* **BRIEF**: Here are some records. Transcribe all of them exactly.

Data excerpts
▶

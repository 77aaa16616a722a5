// src/blockchain/wallet_locks.rs

use std::sync::Arc;

use dashmap::DashMap;
use tokio::sync::{Mutex, OwnedMutexGuard};

/// Serializes submissions per funding wallet so two provisioning runs sharing
/// a wallet never race on its nonce.
#[derive(Debug, Clone, Default)]
pub struct WalletLocks {
    // Each wallet gets its own lock. The DashMap lets runs on different
    // wallets proceed without contending.
    locks: Arc<DashMap<String, Arc<Mutex<()>>>>,
}

impl WalletLocks {
    pub fn new() -> Self {
        Self {
            locks: Arc::new(DashMap::new()),
        }
    }

    /// Waits until no other submission holds `wallet`, then returns a guard
    /// that releases it on drop.
    pub async fn acquire(&self, wallet: &str) -> OwnedMutexGuard<()> {
        let wallet_lock = self
            .locks
            .entry(wallet.to_lowercase())
            .or_insert_with(|| Arc::new(Mutex::new(())))
            .clone();

        wallet_lock.lock_owned().await
    }
}
// src/blockchain/services/mod.rs

//! The five steps of account provisioning, leaf first.

pub mod address;
pub mod deployment;
pub mod funding;
pub mod keys;
pub mod settlement;

pub use address::{AddressPrecomputer, StarkAddressPrecomputer};
pub use deployment::{DeploymentService, HttpDeploymentRequester};
pub use funding::FundingExecutor;
pub use keys::{KeyMaterialGenerator, StarkKeyGenerator};
pub use settlement::{DeploymentWaiter, Settlement, SettlementPolicy, TransactionStatusSource};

◀

* **OUTPUT**:
repository 77aaa16616a722a5
// src/blockchain/wallet_locks.rs

use std::sync::Arc;

use dashmap::DashMap;
use tokio::sync::{Mutex, OwnedMutexGuard};

/// Serializes submissions per funding wallet so two provisioning runs sharing
/// a wallet never race on its nonce.
#[derive(Debug, Clone, Default)]
pub struct WalletLocks {
    // Each wallet gets its own lock. The DashMap lets runs on different
    // wallets proceed without contending.
    locks: Arc<DashMap<String, Arc<Mutex<()>>>>,
}

impl WalletLocks {
    pub fn new() -> Self {
        Self {
            locks: Arc::new(DashMap::new()),
        }
    }

    /// Waits until no other submission holds `wallet`, then returns a guard
    /// that releases it on drop.
    pub async fn acquire(&self, wallet: &str) -> OwnedMutexGuard<()> {
        let wallet_lock = self
            .locks
            .entry(wallet.to_lowercase())
            .or_insert_with(|| Arc::new(Mutex::new(())))
            .clone();

        wallet_lock.lock_owned().await
    }
}
// src/blockchain/services/mod.rs

//! The five steps of account provisioning, leaf first.

pub mod address;
pub mod deployment;
pub mod funding;
pub mod keys;
pub mod settlement;

pub use address::{AddressPrecomputer, StarkAddressPrecomputer};
pub use deployment::{DeploymentService, HttpDeploymentRequester};
pub use funding::FundingExecutor;
pub use keys::{KeyMaterialGenerator, StarkKeyGenerator};
pub use settlement::{DeploymentWaiter, Settlement, SettlementPolicy, TransactionStatusSource};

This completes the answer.